#### Data ####
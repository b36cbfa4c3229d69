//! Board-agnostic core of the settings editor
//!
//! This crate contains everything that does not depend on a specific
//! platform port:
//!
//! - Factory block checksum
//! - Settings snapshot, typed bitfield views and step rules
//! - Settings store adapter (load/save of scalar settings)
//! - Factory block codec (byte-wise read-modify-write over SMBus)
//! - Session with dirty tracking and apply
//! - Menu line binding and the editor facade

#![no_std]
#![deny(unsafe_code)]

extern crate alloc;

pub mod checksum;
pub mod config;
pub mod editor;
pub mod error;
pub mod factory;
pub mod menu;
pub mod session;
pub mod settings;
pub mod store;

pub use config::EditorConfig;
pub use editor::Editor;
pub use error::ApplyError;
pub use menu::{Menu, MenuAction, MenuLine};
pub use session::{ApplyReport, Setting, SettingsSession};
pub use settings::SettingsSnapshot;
####
#### Data ####
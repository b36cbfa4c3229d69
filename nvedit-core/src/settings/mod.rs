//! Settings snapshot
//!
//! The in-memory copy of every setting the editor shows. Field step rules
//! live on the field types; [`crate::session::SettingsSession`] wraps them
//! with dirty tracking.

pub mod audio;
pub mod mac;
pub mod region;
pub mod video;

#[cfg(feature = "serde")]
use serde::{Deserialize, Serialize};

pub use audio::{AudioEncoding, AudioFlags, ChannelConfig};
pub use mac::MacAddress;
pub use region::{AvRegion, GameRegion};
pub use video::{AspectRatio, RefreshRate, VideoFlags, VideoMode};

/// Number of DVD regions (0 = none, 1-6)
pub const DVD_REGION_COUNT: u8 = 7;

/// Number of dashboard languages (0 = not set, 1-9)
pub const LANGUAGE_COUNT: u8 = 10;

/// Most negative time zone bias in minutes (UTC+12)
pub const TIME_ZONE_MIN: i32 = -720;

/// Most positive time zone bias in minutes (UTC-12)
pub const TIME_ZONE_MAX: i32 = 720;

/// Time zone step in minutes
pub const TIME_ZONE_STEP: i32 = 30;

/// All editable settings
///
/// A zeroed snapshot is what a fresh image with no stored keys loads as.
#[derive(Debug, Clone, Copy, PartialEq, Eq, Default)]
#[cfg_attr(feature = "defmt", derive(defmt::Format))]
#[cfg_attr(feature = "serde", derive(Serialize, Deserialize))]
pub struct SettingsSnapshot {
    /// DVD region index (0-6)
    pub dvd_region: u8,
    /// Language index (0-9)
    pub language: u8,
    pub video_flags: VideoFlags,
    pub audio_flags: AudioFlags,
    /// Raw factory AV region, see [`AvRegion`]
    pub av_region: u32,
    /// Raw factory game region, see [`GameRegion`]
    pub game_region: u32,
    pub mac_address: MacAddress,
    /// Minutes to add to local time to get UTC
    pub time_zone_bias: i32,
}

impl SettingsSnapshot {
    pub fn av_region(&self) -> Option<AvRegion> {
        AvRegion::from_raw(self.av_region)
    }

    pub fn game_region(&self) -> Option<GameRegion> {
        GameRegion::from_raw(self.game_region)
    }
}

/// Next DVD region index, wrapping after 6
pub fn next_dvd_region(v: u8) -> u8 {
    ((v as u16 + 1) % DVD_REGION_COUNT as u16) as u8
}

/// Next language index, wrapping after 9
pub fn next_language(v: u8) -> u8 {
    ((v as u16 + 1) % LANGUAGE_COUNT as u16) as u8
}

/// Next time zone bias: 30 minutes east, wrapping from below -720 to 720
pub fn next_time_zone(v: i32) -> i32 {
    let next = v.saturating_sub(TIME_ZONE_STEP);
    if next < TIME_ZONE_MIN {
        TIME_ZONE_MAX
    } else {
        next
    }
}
####
[The problem]:
In your answer, include only the lines above starting at the line that holds "pub mod mac;" and ending at the line that holds "pub const DVD_REGION_COUNT: u8 = 7;", copied exactly.

[Result of this task]:
pub mod mac;
pub mod region;
pub mod video;

#[cfg(feature = "serde")]
use serde::{Deserialize, Serialize};

pub use audio::{AudioEncoding, AudioFlags, ChannelConfig};
pub use mac::MacAddress;
pub use region::{AvRegion, GameRegion};
pub use video::{AspectRatio, RefreshRate, VideoFlags, VideoMode};

/// Number of DVD regions (0 = none, 1-6)
pub const DVD_REGION_COUNT: u8 = 7;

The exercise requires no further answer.